Only the lines below between the ones containing "before: count_tokens(context) +" and "#[derive(Debug, Clone, PartialEq, Serialize)]", inclusive, are to be reproduced, each exactly as it stands.

— Supplied material —

BEGIN

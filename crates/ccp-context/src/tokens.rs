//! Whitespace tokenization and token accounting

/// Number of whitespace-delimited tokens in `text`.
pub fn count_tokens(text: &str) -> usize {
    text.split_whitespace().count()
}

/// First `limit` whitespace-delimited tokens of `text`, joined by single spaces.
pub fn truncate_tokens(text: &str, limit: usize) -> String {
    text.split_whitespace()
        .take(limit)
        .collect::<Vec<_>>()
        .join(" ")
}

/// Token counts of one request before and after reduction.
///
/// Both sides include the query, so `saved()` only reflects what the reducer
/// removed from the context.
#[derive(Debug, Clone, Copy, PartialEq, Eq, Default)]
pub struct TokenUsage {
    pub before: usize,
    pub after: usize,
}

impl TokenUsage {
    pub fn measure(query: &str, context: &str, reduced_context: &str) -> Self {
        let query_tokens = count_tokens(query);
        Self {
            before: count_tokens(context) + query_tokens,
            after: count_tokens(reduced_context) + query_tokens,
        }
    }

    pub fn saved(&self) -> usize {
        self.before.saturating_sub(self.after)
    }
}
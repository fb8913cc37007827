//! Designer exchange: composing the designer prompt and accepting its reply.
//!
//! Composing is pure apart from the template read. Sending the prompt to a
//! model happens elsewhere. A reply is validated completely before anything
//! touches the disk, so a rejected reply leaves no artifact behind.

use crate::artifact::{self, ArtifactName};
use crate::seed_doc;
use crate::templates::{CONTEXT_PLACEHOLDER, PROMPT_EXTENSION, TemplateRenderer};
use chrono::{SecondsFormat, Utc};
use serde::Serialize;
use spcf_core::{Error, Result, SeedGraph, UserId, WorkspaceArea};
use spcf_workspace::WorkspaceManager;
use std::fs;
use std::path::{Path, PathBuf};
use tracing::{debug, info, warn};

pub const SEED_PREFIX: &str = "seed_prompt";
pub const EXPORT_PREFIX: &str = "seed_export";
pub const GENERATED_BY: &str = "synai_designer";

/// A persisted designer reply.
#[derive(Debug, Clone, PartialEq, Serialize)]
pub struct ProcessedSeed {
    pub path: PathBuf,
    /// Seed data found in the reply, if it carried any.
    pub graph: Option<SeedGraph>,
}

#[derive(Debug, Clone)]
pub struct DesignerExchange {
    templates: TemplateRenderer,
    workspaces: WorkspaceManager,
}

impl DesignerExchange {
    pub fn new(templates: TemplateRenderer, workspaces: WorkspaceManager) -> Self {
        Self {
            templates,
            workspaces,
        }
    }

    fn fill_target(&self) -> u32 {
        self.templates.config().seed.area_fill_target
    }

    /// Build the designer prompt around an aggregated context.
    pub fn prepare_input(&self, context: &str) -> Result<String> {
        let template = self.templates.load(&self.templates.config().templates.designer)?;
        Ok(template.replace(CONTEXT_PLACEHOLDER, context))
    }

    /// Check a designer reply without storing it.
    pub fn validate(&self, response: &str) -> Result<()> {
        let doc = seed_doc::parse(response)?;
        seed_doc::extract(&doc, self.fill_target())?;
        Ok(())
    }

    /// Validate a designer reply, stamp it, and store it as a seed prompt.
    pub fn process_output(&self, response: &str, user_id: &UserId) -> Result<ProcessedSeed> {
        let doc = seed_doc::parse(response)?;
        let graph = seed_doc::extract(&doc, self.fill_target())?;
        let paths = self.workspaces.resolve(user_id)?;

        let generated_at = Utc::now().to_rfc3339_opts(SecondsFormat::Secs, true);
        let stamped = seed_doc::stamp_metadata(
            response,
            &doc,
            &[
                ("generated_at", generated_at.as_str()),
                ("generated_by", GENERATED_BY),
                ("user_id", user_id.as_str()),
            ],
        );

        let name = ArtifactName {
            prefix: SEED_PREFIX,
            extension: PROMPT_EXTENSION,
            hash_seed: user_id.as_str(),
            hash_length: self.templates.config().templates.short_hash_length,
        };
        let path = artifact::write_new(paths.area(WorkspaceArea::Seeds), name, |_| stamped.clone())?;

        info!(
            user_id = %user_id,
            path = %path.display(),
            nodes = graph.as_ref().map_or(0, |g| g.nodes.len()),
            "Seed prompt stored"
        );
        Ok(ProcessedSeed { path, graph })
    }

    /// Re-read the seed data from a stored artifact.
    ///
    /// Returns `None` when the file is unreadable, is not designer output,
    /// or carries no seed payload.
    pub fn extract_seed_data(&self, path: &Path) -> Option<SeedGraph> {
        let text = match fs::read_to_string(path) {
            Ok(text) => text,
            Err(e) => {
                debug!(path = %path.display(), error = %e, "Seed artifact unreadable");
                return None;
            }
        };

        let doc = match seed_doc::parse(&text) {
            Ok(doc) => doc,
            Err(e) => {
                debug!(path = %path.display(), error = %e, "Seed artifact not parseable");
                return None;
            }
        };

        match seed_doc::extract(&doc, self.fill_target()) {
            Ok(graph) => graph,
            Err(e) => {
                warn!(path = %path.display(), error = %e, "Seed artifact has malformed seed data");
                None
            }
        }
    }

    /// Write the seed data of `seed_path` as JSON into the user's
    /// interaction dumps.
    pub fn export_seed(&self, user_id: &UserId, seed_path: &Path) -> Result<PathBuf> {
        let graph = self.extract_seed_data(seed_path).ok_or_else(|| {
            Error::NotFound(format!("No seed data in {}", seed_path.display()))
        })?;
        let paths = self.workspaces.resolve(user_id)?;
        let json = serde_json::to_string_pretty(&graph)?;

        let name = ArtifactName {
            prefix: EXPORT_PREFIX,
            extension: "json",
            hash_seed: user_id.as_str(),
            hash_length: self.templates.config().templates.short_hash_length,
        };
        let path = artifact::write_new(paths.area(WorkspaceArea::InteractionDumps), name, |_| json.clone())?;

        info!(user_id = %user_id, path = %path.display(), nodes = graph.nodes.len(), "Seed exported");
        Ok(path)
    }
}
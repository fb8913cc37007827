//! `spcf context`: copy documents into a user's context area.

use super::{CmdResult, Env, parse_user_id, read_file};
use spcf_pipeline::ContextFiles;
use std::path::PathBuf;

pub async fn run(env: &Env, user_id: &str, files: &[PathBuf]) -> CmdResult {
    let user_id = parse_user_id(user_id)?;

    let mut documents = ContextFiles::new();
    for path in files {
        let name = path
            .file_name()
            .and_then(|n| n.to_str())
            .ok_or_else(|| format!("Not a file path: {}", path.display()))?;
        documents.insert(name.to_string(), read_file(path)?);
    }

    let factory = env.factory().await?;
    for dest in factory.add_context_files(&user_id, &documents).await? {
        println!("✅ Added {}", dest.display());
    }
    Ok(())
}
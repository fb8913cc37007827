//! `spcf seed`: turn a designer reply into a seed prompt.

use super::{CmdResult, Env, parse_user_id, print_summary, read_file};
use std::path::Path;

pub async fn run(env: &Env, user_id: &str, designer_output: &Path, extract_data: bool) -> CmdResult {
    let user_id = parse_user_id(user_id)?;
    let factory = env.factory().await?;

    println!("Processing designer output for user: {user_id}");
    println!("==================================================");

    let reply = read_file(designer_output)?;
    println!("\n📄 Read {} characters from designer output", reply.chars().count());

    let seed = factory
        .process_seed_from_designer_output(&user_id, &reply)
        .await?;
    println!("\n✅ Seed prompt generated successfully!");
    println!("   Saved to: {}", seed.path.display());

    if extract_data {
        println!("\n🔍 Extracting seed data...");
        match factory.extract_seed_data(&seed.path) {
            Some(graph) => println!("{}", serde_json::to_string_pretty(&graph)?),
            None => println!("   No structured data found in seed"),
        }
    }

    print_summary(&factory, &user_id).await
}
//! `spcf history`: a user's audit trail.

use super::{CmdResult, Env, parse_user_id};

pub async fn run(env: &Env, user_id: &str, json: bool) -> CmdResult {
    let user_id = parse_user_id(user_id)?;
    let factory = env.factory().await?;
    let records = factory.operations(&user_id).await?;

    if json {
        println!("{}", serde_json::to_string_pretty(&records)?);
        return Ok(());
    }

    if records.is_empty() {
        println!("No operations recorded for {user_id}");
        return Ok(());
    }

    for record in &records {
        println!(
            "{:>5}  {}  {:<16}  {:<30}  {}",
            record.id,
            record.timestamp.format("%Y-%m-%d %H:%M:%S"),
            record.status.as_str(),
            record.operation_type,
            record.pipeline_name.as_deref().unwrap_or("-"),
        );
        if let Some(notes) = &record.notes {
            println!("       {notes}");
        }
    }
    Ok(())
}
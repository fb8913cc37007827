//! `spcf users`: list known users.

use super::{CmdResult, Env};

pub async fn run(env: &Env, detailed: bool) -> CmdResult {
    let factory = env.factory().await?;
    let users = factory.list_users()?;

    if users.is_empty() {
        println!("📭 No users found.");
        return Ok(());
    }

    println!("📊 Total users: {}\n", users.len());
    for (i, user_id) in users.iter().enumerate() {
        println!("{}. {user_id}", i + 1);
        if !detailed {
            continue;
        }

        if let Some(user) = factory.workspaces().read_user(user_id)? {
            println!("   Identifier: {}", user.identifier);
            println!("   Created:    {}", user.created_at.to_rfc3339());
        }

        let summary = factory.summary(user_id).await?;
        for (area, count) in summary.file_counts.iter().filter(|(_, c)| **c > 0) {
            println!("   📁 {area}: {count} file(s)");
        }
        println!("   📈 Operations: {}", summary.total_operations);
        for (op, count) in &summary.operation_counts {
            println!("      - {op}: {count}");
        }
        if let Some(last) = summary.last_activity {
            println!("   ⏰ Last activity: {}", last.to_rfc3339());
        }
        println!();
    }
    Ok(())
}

END
BEGIN

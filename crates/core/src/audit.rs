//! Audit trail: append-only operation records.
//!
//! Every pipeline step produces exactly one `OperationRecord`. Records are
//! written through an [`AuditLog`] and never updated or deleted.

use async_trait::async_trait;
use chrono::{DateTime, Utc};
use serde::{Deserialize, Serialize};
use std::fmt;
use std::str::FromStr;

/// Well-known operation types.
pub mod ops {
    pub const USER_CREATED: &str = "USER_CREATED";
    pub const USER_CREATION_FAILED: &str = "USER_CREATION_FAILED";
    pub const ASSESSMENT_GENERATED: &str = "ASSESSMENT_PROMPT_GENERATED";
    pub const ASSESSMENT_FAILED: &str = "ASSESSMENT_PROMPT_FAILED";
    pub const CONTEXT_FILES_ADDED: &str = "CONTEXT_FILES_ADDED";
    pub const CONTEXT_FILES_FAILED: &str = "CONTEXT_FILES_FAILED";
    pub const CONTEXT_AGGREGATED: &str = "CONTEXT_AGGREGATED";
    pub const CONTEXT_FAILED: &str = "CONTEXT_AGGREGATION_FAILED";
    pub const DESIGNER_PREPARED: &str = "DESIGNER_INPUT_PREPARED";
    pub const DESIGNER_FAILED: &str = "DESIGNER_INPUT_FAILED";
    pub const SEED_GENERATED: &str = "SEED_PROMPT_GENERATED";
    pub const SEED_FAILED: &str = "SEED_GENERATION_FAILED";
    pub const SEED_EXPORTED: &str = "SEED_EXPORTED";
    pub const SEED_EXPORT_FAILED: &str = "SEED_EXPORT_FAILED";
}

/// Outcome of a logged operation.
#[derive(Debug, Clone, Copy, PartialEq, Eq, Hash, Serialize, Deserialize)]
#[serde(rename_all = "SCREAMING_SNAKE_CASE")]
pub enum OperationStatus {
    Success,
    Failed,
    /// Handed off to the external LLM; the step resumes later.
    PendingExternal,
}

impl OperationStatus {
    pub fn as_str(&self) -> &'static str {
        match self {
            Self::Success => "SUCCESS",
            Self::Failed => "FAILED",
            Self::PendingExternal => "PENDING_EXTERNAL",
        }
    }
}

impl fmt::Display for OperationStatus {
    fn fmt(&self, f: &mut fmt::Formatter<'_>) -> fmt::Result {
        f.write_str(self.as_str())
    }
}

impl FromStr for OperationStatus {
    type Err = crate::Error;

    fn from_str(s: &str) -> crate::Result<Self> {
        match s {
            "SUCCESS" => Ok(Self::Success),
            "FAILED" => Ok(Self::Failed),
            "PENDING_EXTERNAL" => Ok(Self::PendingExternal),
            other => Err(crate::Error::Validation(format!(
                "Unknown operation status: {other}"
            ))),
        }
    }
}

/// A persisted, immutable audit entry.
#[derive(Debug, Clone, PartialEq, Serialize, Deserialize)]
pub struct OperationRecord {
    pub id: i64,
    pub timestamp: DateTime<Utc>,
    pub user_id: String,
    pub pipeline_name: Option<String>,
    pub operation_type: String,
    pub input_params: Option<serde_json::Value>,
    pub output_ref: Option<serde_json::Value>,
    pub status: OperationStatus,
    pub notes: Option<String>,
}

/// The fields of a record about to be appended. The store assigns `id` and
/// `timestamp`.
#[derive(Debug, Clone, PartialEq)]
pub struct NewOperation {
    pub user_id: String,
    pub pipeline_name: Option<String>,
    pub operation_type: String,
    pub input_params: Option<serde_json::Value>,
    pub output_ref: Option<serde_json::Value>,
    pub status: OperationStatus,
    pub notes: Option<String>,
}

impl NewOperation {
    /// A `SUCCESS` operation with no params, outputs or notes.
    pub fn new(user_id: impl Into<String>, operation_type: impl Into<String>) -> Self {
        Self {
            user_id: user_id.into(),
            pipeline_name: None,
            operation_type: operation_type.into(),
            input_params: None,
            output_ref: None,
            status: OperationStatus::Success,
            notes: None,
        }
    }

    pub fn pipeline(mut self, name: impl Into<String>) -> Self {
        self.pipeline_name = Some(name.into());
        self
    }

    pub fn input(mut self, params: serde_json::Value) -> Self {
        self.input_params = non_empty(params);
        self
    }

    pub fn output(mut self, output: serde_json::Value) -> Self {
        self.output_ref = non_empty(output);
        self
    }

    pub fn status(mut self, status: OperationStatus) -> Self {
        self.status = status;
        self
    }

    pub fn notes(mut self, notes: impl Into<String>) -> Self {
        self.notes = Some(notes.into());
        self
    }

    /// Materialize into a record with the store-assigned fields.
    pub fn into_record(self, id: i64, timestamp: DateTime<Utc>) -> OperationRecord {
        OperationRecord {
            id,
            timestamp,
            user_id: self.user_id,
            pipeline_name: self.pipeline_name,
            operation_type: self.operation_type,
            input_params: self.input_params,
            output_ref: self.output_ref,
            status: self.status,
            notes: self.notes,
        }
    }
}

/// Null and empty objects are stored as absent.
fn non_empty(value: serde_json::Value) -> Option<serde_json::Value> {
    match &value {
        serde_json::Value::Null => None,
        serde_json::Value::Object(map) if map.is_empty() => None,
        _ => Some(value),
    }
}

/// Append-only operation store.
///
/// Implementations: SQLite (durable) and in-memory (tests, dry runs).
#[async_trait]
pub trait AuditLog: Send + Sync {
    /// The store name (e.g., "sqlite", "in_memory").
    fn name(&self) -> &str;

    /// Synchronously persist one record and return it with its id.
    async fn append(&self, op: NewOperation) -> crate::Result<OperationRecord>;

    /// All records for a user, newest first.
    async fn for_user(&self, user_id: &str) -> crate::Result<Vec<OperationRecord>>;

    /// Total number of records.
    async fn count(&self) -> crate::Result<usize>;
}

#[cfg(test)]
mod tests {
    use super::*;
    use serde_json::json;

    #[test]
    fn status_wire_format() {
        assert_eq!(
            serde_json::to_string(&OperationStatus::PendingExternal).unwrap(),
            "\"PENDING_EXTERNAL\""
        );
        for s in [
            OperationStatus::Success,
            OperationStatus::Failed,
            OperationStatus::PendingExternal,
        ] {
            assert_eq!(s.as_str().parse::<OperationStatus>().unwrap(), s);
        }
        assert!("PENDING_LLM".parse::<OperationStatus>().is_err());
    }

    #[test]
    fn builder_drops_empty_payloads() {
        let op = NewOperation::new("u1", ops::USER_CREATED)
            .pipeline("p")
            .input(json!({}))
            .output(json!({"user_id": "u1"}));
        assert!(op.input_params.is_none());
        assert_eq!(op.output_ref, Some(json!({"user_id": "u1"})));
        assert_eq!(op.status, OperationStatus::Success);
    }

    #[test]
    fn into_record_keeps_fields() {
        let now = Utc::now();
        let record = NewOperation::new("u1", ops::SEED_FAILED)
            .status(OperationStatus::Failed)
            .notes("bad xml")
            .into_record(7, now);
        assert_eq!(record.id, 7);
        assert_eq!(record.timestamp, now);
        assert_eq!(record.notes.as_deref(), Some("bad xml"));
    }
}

END

— Exercise result —
            before: count_tokens(context) + query_tokens,
            after: count_tokens(reduced_context) + query_tokens,
        }
    }

    pub fn saved(&self) -> usize {
        self.before.saturating_sub(self.after)
    }
}
repository fb8913cc37007827
//! Designer exchange: composing the designer prompt and accepting its reply.
//!
//! Composing is pure apart from the template read. Sending the prompt to a
//! model happens elsewhere. A reply is validated completely before anything
//! touches the disk, so a rejected reply leaves no artifact behind.

use crate::artifact::{self, ArtifactName};
use crate::seed_doc;
use crate::templates::{CONTEXT_PLACEHOLDER, PROMPT_EXTENSION, TemplateRenderer};
use chrono::{SecondsFormat, Utc};
use serde::Serialize;
use spcf_core::{Error, Result, SeedGraph, UserId, WorkspaceArea};
use spcf_workspace::WorkspaceManager;
use std::fs;
use std::path::{Path, PathBuf};
use tracing::{debug, info, warn};

pub const SEED_PREFIX: &str = "seed_prompt";
pub const EXPORT_PREFIX: &str = "seed_export";
pub const GENERATED_BY: &str = "synai_designer";

/// A persisted designer reply.
#[derive(Debug, Clone, PartialEq, Serialize)]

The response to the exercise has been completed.